Does the economy affect state legislative control?

Earlier today, I wondered if it was possible to predict patterns in state legislative elections the same way we do for congressional and presidential elections.  Well, political scientist, heal thyself.  The NCSL has data on partisan control of state legislatures going back to 1938.  So I plugged that into my dataset on midterm elections and produced the following graph.  The horizontal axis charts the growth in real disposable income between the 3rd quarter of the year preceding the election and the 2nd quarter of the election year.  The vertical axis shows the increase in control of state legislatures by the president's party.
Some observations:
  1. The president's party never gains state legislatures in a midterm election, at least as far back as the data go.  The best a president can hope for is to lose no state legislatures, as happened with Truman in 1950 and Clinton in 1998.
  2. The national economy predicts changes in control of state legislatures even better than it predicts changes in the composition of the U.S. House.  The R-squared for this bivariate relationship is an impressive .54.  It was only .13 for House elections.
  3. The change in control of state legislatures correlates with the change in House seat shares at .82.
  4. While the national economy does a good job explaining changes in control of state legislatures during midterm elections, it falls flat during presidential elections.
You can make of this what you want, but this strikes me as good fodder for the debate over whether the economy structures everything that happens in elections or only structures about 95% of what happens in elections.

UPDATE: Tim Storey at NCSL was kind enough to share his data on state legislative seat shares.  I've used that to make the following scatterplot:
I used percentages rather than raw numbers since the total number of state legislative seats isn't constant over time (Hawaii and Alaska add theirs in starting in 1962).  The relationship between national economic growth and changing state legislative seat shares is statistically significant (p=.003), suggesting that for each percentage point drop in disposable income, the president's party will lose just shy of one percent of its share of state legislative seats.  This bivariate regression has an R-squared of .28, only about half of what it was for statehouse turnover above.


Greg Koger said...

Don't thank me...thank Walter Dean Burnham.

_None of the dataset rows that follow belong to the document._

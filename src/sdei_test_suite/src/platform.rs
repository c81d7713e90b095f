//! The interfaces a port provides to the test cases.
//!
//! These mirror the services of a platform abstraction layer: the SDEI
//! dispatcher reached through SMC calls, the generic watchdogs described by
//! the firmware tables, the interrupt controller, the memory map, and the PE
//! the test runs on.
use crate::{
    outcome::TestOutcome,
    sdei::{
        EnableEventError, EventHandler, EventNum, EventStatus, EventStatusError, IntId,
        InterruptBindError, InterruptReleaseError, RegisterEventError, Routing,
        UnregisterEventError, Unregistration,
    },
};

/// A physical address.
#[derive(Debug, Clone, Copy, PartialEq, Eq, PartialOrd, Ord, Hash)]
pub struct PhysAddr(pub u64);

/// A virtual address.
#[derive(Debug, Clone, Copy, PartialEq, Eq, PartialOrd, Ord, Hash)]
pub struct VirtAddr(pub usize);

/// The SDEI dispatcher's event management and query calls.
pub trait Sdei {
    /// `SDEI_EVENT_STATUS`
    fn event_status(&self, event: EventNum) -> Result<EventStatus, EventStatusError>;

    /// `SDEI_INTERRUPT_BIND`. Returns the number of the newly created event.
    fn interrupt_bind(&self, int_id: IntId) -> Result<EventNum, InterruptBindError>;

    /// `SDEI_EVENT_REGISTER`
    ///
    /// # Safety
    ///
    /// `handler.entry` may be called with `handler.arg` from an interrupt
    /// context at any point until the registration is dropped by a successful
    /// unregistration and any running handler has completed. The caller must
    /// keep whatever `handler.arg` refers to valid for that long.
    unsafe fn event_register(
        &self,
        event: EventNum,
        handler: EventHandler,
        routing: Routing,
    ) -> Result<(), RegisterEventError>;

    /// `SDEI_EVENT_ENABLE`
    fn event_enable(&self, event: EventNum) -> Result<(), EnableEventError>;

    /// `SDEI_EVENT_UNREGISTER`
    fn event_unregister(&self, event: EventNum) -> Result<Unregistration, UnregisterEventError>;

    /// `SDEI_INTERRUPT_RELEASE`
    fn interrupt_release(&self, event: EventNum) -> Result<(), InterruptReleaseError>;
}

/// A generic watchdog as described by the platform's firmware tables.
#[derive(Debug, Clone, Copy, PartialEq, Eq)]
pub struct WatchdogInfo {
    /// The physical base address of the watchdog control frame.
    pub ctrl_base: PhysAddr,
    /// The interrupt raised by the watchdog's WS0 signal.
    pub gsiv: IntId,
    /// The watchdog is only accessible from the secure world.
    pub is_secure: bool,
}

pub trait Watchdog {
    /// The number of watchdogs on the platform.
    fn watchdog_count(&self) -> usize;

    /// Get the description of the watchdog at `index`. Returns `None` if
    /// `index` is out of range.
    fn watchdog_info(&self, index: usize) -> Option<WatchdogInfo>;

    /// Program the watchdog so that WS0 is asserted after `ticks` ticks.
    /// `ticks == 0` disarms the watchdog.
    fn set_ws0(&self, ctrl_base: VirtAddr, index: usize, ticks: u64);
}

/// The interrupt ID is not valid for the interrupt controller.
#[derive(Debug, Clone, Copy, PartialEq, Eq)]
pub struct BadInterruptError;

pub trait Gic {
    fn disable_interrupt(&self, int_id: IntId) -> Result<(), BadInterruptError>;
}

/// The physical address could not be mapped.
#[derive(Debug, Clone, Copy, PartialEq, Eq)]
pub struct MapError;

pub trait Memory {
    /// Map a device frame and return its virtual address.
    fn pa_to_va(&self, pa: PhysAddr) -> Result<VirtAddr, MapError>;

    /// Unmap a frame mapped by [`Self::pa_to_va`].
    fn va_free(&self, va: VirtAddr);
}

/// The processing element the test runs on.
pub trait Pe {
    fn pe_index(&self) -> usize;

    /// Clean and invalidate the data cache line containing `addr`, making
    /// a preceding write visible to other observers.
    fn data_cache_clean_invalidate(&self, addr: usize);

    /// Invalidate the data cache line containing `addr`, so that a following
    /// read observes writes by other observers.
    fn data_cache_invalidate(&self, addr: usize);
}

/// The reporting side of the test harness.
pub trait Report {
    fn set_test_status(&self, pe_index: usize, outcome: TestOutcome);
}

/// Everything a test case needs from the platform.
pub trait Platform: Sdei + Watchdog + Gic + Memory + Pe + Report + Sync + 'static {}
impl<T: Sdei + Watchdog + Gic + Memory + Pe + Report + Sync + 'static> Platform for T {}

/// Enumerate the non-secure watchdogs, starting from the last index.
pub fn non_secure_watchdogs<W: Watchdog + ?Sized>(
    watchdog: &W,
) -> impl Iterator<Item = (usize, WatchdogInfo)> + '_ {
    (0..watchdog.watchdog_count())
        .rev()
        .filter_map(move |index| {
            let info = watchdog.watchdog_info(index)?;
            if info.is_secure {
                log::trace!("skipping secure watchdog {index}");
                None
            } else {
                Some((index, info))
            }
        })
}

Now, in a socialist country, the government would simply provide all the data you need.

Oh wait...what's this?

The spreadsheet goes back to 1990, but I'll bet there's other census data for earlier years.

Charles D. Taylor said...

The Klarner dataset at the SPPQ site will take you back to 1959.

Anonymous said...

With a long time frame you (the generic you, not Seth) really ought to deal with the one-party south and the nearly monotonic trend towards the Republicans since the Civil Rights Act.

bshor said...

Odd that state legislative control would be more responsive to the economy than the House. The chain of accountability seems far longer and more tenous. Of course, party labels are generic brand names, but still.

Seth Masket said...

Thanks for the tips, folks! I tried plugging in the Klarner dataset, and interestingly, actual seat gains in state legislatures doesn't seem to correlate at all with national economic conditions. At some point when I have more time, I'll incorporate the Burnham data to get more years in there, but so far it looks unimpressive. Also, Anonymous is right about the one-party South issue. It might work better just to deal with the non-South, although that's hardly issue-free.

Seth Masket said...

Update: I had a coding error using Klarner's dataset. Seat gains and state legislature flips actually track each other quite closely, and both are explained by economic trends.